- [What is expected]:
Set down exactly the lines of the records from the top to the line containing "Creates a payload"; include both.

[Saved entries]
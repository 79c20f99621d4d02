//! flashinst CLI Tool - Main Entry Point

use anyhow::Result;
use clap::Parser;

use flashinst_cli::cli;

fn main() -> Result<()> {
    env_logger::init();
    let cli = cli::Cli::parse();
    cli::run(cli)
}
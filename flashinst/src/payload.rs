//! The bytes installed at startup.

use std::borrow::Cow;

/// Where the arcade firmware expects its game script.
pub const DEFAULT_TARGET: &str = "/game.js";

/// Game script bundled at build time.
pub const GAME_JS: &[u8] = include_bytes!("../assets/game.js");

/// A file to install: target path plus opaque contents copied verbatim.
#[derive(Debug, Clone, PartialEq, Eq)]
pub struct Payload<'a> {
    path: Cow<'a, str>,
    contents: Cow<'a, [u8]>,
}

impl<'a> Payload<'a> {
    /// Creates a payload for `path` holding `contents`.
    pub fn new(path: impl Into<Cow<'a, str>>, contents: impl Into<Cow<'a, [u8]>>) -> Self {
        Self {
            path: path.into(),
            contents: contents.into(),
        }
    }

    /// Target path on the volume.
    pub fn path(&self) -> &str {
        &self.path
    }

    /// Bytes to write.
    pub fn contents(&self) -> &[u8] {
        &self.contents
    }

    /// Payload length in bytes.
    pub fn len(&self) -> usize {
        self.contents.len()
    }

    /// Whether the payload writes an empty file.
    pub fn is_empty(&self) -> bool {
        self.contents.is_empty()
    }
}

impl Payload<'static> {
    /// The bundled game script at [`DEFAULT_TARGET`].
    pub fn game_js() -> Self {
        Self::new(DEFAULT_TARGET, GAME_JS)
    }
}

impl Default for Payload<'static> {
    fn default() -> Self {
        Self::game_js()
    }
}
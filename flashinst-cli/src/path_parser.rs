//! `image:path` arguments
//!
//! Commands that look inside a flash image take the image and the path on
//! the volume as one argument:
//!
//! - `flash.bin:game.js` - file `game.js` on the volume in `flash.bin`
//! - `flash.bin` - the image itself (its root directory where one is needed)
//!
//! This is the `host:path` syntax used by tools like scp and rsync.

use std::path::{Path, PathBuf};

use anyhow::Result;

/// A parsed path specification: either a path inside an image or a plain
/// host path.
#[derive(Debug, Clone, PartialEq)]
pub enum PathSpec {
    /// Path within a flash image (e.g., "flash.bin:game.js")
    ImagePath { image: PathBuf, path: String },
    /// Path on the host filesystem (e.g., "./flash.bin")
    HostPath(PathBuf),
}

impl PathSpec {
    /// Parse a path specification string into a `PathSpec`.
    ///
    /// # Examples
    ///
    /// ```
    /// use flashinst_cli::path_parser::PathSpec;
    ///
    /// let spec = PathSpec::parse("flash.bin:game.js").unwrap();
    /// assert_eq!(spec.inner_path(), Some("game.js"));
    ///
    /// let spec = PathSpec::parse("./flash.bin").unwrap();
    /// assert!(spec.is_host_path());
    /// ```
    pub fn parse(spec: &str) -> Result<Self> {
        let Some((img, path)) = spec.split_once(':') else {
            return Ok(PathSpec::HostPath(PathBuf::from(spec)));
        };

        // "C:\flash.bin" is a Windows drive, not image notation
        if cfg!(windows) && is_drive_letter(img) {
            return Ok(PathSpec::HostPath(PathBuf::from(spec)));
        }

        if img.is_empty() {
            anyhow::bail!("Missing image name in '{}'", spec);
        }

        Ok(PathSpec::ImagePath {
            image: PathBuf::from(img),
            path: path.to_string(),
        })
    }

    /// Parse `image[:path]`, using `default_path` when no path is given.
    ///
    /// ```
    /// use std::path::Path;
    /// use flashinst_cli::path_parser::PathSpec;
    ///
    /// let spec = PathSpec::parse_image("flash.bin", "/").unwrap();
    /// assert_eq!(spec.image_path(), Some(Path::new("flash.bin")));
    /// assert_eq!(spec.inner_path(), Some("/"));
    /// ```
    pub fn parse_image(spec: &str, default_path: &str) -> Result<Self> {
        match Self::parse(spec)? {
            PathSpec::HostPath(image) => Ok(PathSpec::ImagePath {
                image,
                path: default_path.to_string(),
            }),
            image_path => Ok(image_path),
        }
    }

    /// Get the image path if this is an `ImagePath`
    pub fn image_path(&self) -> Option<&Path> {
        match self {
            PathSpec::ImagePath { image, .. } => Some(image),
            PathSpec::HostPath(_) => None,
        }
    }

    /// Get the path within the image if this is an `ImagePath`
    pub fn inner_path(&self) -> Option<&str> {
        match self {
            PathSpec::ImagePath { path, .. } => Some(path),
            PathSpec::HostPath(_) => None,
        }
    }

    /// Splits an `ImagePath` into image and inner path, failing for host paths.
    pub fn into_image_path(self) -> Result<(PathBuf, String)> {
        match self {
            PathSpec::ImagePath { image, path } => Ok((image, path)),
            PathSpec::HostPath(p) => anyhow::bail!(
                "'{}' is not an image path. Use 'image.bin:path/in/volume' notation.",
                p.display()
            ),
        }
    }

    /// Whether the argument named a host file only.
    pub fn is_host_path(&self) -> bool {
        matches!(self, PathSpec::HostPath(_))
    }
}

fn is_drive_letter(s: &str) -> bool {
    let mut chars = s.chars();
    matches!((chars.next(), chars.next()), (Some(c), None) if c.is_ascii_alphabetic())
}

#[cfg(test)]
mod tests {
    use super::*;

    #[test]
    fn test_image_notation() {
        let spec = PathSpec::parse("flash.bin:game.js").unwrap();
        match spec {
            PathSpec::ImagePath { image, path } => {
                assert_eq!(image, PathBuf::from("flash.bin"));
                assert_eq!(path, "game.js");
            }
            other => panic!("not an image path: {:?}", other),
        }
    }

    #[test]
    fn test_nested_volume_path() {
        let spec = PathSpec::parse("flash.bin:/www/js/game.js").unwrap();
        assert_eq!(spec.inner_path(), Some("/www/js/game.js"));
    }

    #[test]
    fn test_plain_host_path() {
        let spec = PathSpec::parse("./flash.bin").unwrap();
        assert!(spec.is_host_path());
        assert!(spec.into_image_path().is_err());
    }

    #[test]
    fn test_parse_missing_image() {
        assert!(PathSpec::parse(":game.js").is_err());
    }

    #[test]
    fn test_parse_image_default_path() {
        let (image, path) = PathSpec::parse_image("flash.bin", "/")
            .unwrap()
            .into_image_path()
            .unwrap();
        assert_eq!(image, PathBuf::from("flash.bin"));
        assert_eq!(path, "/");

        let (_, path) = PathSpec::parse_image("flash.bin:www", "/")
            .unwrap()
            .into_image_path()
            .unwrap();
        assert_eq!(path, "www");
    }

    #[test]
    fn test_drive_letter() {
        assert!(is_drive_letter("C"));
        assert!(!is_drive_letter("flash.bin"));
        assert!(!is_drive_letter(""));
    }
}
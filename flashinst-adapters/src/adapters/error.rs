//! Adapter-level errors.

use core::fmt;

/// Errors raised while setting up an adapter, before any flash I/O happens.
#[derive(Debug, Clone, PartialEq, Eq)]
pub enum AdapterError {
    /// The configured region extends past the end of the flash part.
    RegionOutOfBounds {
        /// First byte after the region.
        end: u64,
        /// Capacity of the flash part.
        capacity: u64,
    },
    /// A flash granularity does not divide the 4KB sector size.
    UnsupportedGeometry {
        /// Which granularity (read, write or erase).
        what: &'static str,
        /// The offending size in bytes.
        size: usize,
    },
    /// A flash image is not a whole number of sectors.
    ImageSize(usize),
}

impl fmt::Display for AdapterError {
    fn fmt(&self, f: &mut fmt::Formatter<'_>) -> fmt::Result {
        match self {
            Self::RegionOutOfBounds { end, capacity } => write!(
                f,
                "Flash region ends at {:#x} but the part holds only {:#x} bytes",
                end, capacity
            ),
            Self::UnsupportedGeometry { what, size } => {
                write!(f, "Flash {} size {} does not divide the 4KB sector", what, size)
            }
            Self::ImageSize(len) => {
                write!(f, "Flash image of {} bytes is not a multiple of 4KB", len)
            }
        }
    }
}

impl core::error::Error for AdapterError {}
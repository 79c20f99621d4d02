//! RAM-backed NOR flash.
//!
//! Behaves like a real NOR part: erase sets bytes to 0xFF, programming can
//! only clear bits, and every access is checked for alignment and bounds with
//! the `embedded-storage` helpers. Used by tests and by the host tooling,
//! which loads partition images into it.

use embedded_storage::nor_flash::{
    self, ErrorType, NorFlash, NorFlashErrorKind, ReadNorFlash, check_erase, check_read,
    check_write,
};

use crate::adapters::AdapterError;
use crate::domain::SECTOR_SIZE;

/// Error returned by [`MemoryFlash`].
#[derive(Debug, Clone, Copy, PartialEq, Eq)]
pub enum MemoryFlashError {
    /// Misaligned or out of bounds access.
    Access(NorFlashErrorKind),
    /// The part is write protected.
    WriteProtected,
}

impl nor_flash::NorFlashError for MemoryFlashError {
    fn kind(&self) -> NorFlashErrorKind {
        match self {
            Self::Access(kind) => *kind,
            Self::WriteProtected => NorFlashErrorKind::Other,
        }
    }
}

/// In-memory NOR flash with 4-byte writes and 4KB erase sectors.
#[derive(Debug, Clone)]
pub struct MemoryFlash {
    data: Vec<u8>,
    write_protected: bool,
    erase_count: usize,
    program_count: usize,
}

impl MemoryFlash {
    /// Create an erased part of `size` bytes.
    ///
    /// # Panics
    /// Panics if `size` is not a multiple of 4KB.
    pub fn new(size: usize) -> Self {
        assert!(size % SECTOR_SIZE == 0, "flash size must be a multiple of 4KB");
        Self::from_vec(vec![0xFF; size])
    }

    /// Load a raw flash image.
    pub fn from_image(image: Vec<u8>) -> Result<Self, AdapterError> {
        if image.len() % SECTOR_SIZE != 0 {
            return Err(AdapterError::ImageSize(image.len()));
        }
        Ok(Self::from_vec(image))
    }

    fn from_vec(data: Vec<u8>) -> Self {
        Self {
            data,
            write_protected: false,
            erase_count: 0,
            program_count: 0,
        }
    }

    /// Current contents of the part.
    pub fn image(&self) -> &[u8] {
        &self.data
    }

    /// Consume the part and return its contents.
    pub fn into_image(self) -> Vec<u8> {
        self.data
    }

    /// Reject all erase and program operations while set.
    pub fn set_write_protected(&mut self, protected: bool) {
        self.write_protected = protected;
    }

    /// Number of 4KB sectors erased so far.
    pub fn erase_count(&self) -> usize {
        self.erase_count
    }

    /// Number of program operations so far.
    pub fn program_count(&self) -> usize {
        self.program_count
    }

    /// Reset the operation counters.
    pub fn reset_counters(&mut self) {
        self.erase_count = 0;
        self.program_count = 0;
    }
}

impl ErrorType for MemoryFlash {
    type Error = MemoryFlashError;
}

impl ReadNorFlash for MemoryFlash {
    const READ_SIZE: usize = 1;

    fn read(&mut self, offset: u32, bytes: &mut [u8]) -> Result<(), Self::Error> {
        check_read(&*self, offset, bytes.len()).map_err(MemoryFlashError::Access)?;
        let start = offset as usize;
        bytes.copy_from_slice(&self.data[start..start + bytes.len()]);
        Ok(())
    }

    fn capacity(&self) -> usize {
        self.data.len()
    }
}

impl NorFlash for MemoryFlash {
    const WRITE_SIZE: usize = 4;
    const ERASE_SIZE: usize = SECTOR_SIZE;

    fn erase(&mut self, from: u32, to: u32) -> Result<(), Self::Error> {
        if self.write_protected {
            return Err(MemoryFlashError::WriteProtected);
        }
        check_erase(&*self, from, to).map_err(MemoryFlashError::Access)?;
        self.data[from as usize..to as usize].fill(0xFF);
        self.erase_count += (to - from) as usize / SECTOR_SIZE;
        Ok(())
    }

    fn write(&mut self, offset: u32, bytes: &[u8]) -> Result<(), Self::Error> {
        if self.write_protected {
            return Err(MemoryFlashError::WriteProtected);
        }
        check_write(&*self, offset, bytes.len()).map_err(MemoryFlashError::Access)?;
        let start = offset as usize;
        for (cell, byte) in self.data[start..start + bytes.len()].iter_mut().zip(bytes) {
            *cell &= *byte;
        }
        self.program_count += 1;
        Ok(())
    }
}

#[cfg(test)]
mod tests {
    use super::*;

    #[test]
    fn test_program_only_clears_bits() {
        let mut flash = MemoryFlash::new(SECTOR_SIZE);
        flash.write(0, &[0x0F, 0xF0, 0xAA, 0x55]).unwrap();
        flash.write(0, &[0xFF, 0xFF, 0x0F, 0xFF]).unwrap();
        assert_eq!(&flash.image()[..4], &[0x0F, 0xF0, 0x0A, 0x55]);

        flash.erase(0, SECTOR_SIZE as u32).unwrap();
        assert!(flash.image().iter().all(|b| *b == 0xFF));
        assert_eq!(flash.erase_count(), 1);
        assert_eq!(flash.program_count(), 2);
    }

    #[test]
    fn test_alignment_checked() {
        let mut flash = MemoryFlash::new(SECTOR_SIZE);
        assert_eq!(
            flash.write(1, &[0; 4]),
            Err(MemoryFlashError::Access(NorFlashErrorKind::NotAligned))
        );
        assert_eq!(
            flash.erase(0, 100),
            Err(MemoryFlashError::Access(NorFlashErrorKind::NotAligned))
        );
        let mut buf = [0u8; 8];
        assert_eq!(
            flash.read(SECTOR_SIZE as u32 - 4, &mut buf),
            Err(MemoryFlashError::Access(NorFlashErrorKind::OutOfBounds))
        );
    }

    #[test]
    fn test_write_protect() {
        let mut flash = MemoryFlash::new(SECTOR_SIZE);
        flash.set_write_protected(true);
        assert_eq!(flash.write(0, &[0; 4]), Err(MemoryFlashError::WriteProtected));
        assert_eq!(flash.erase(0, SECTOR_SIZE as u32), Err(MemoryFlashError::WriteProtected));

        let mut buf = [0u8; 4];
        flash.read(0, &mut buf).unwrap();
        assert_eq!(buf, [0xFF; 4]);
    }

    #[test]
    fn test_image_size_validated() {
        assert_eq!(MemoryFlash::from_image(vec![0; 100]).unwrap_err(), AdapterError::ImageSize(100));
        let flash = MemoryFlash::from_image(vec![0; 2 * SECTOR_SIZE]).unwrap();
        assert_eq!(flash.capacity(), 2 * SECTOR_SIZE);
        assert_eq!(flash.into_image().len(), 2 * SECTOR_SIZE);
    }
}
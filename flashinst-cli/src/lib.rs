//! Host tooling for flashinst flash images.
//!
//! The `flashinst` binary formats partition images, installs payloads the
//! way the firmware does at boot, and reads them back.

pub mod cli;
pub mod image;
pub mod path_parser;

- [Solution]:
repository 79c20f99621d4d02
//! flashinst CLI Tool - Main Entry Point

use anyhow::Result;
use clap::Parser;

use flashinst_cli::cli;

fn main() -> Result<()> {
    env_logger::init();
    let cli = cli::Cli::parse();
    cli::run(cli)
}
filename flashinst/src/payload.rs
//! The bytes installed at startup.

use std::borrow::Cow;

/// Where the arcade firmware expects its game script.
pub const DEFAULT_TARGET: &str = "/game.js";

/// Game script bundled at build time.
pub const GAME_JS: &[u8] = include_bytes!("../assets/game.js");

/// A file to install: target path plus opaque contents copied verbatim.
#[derive(Debug, Clone, PartialEq, Eq)]
pub struct Payload<'a> {
    path: Cow<'a, str>,
    contents: Cow<'a, [u8]>,
}

impl<'a> Payload<'a> {
    /// Creates a payload for `path` holding `contents`.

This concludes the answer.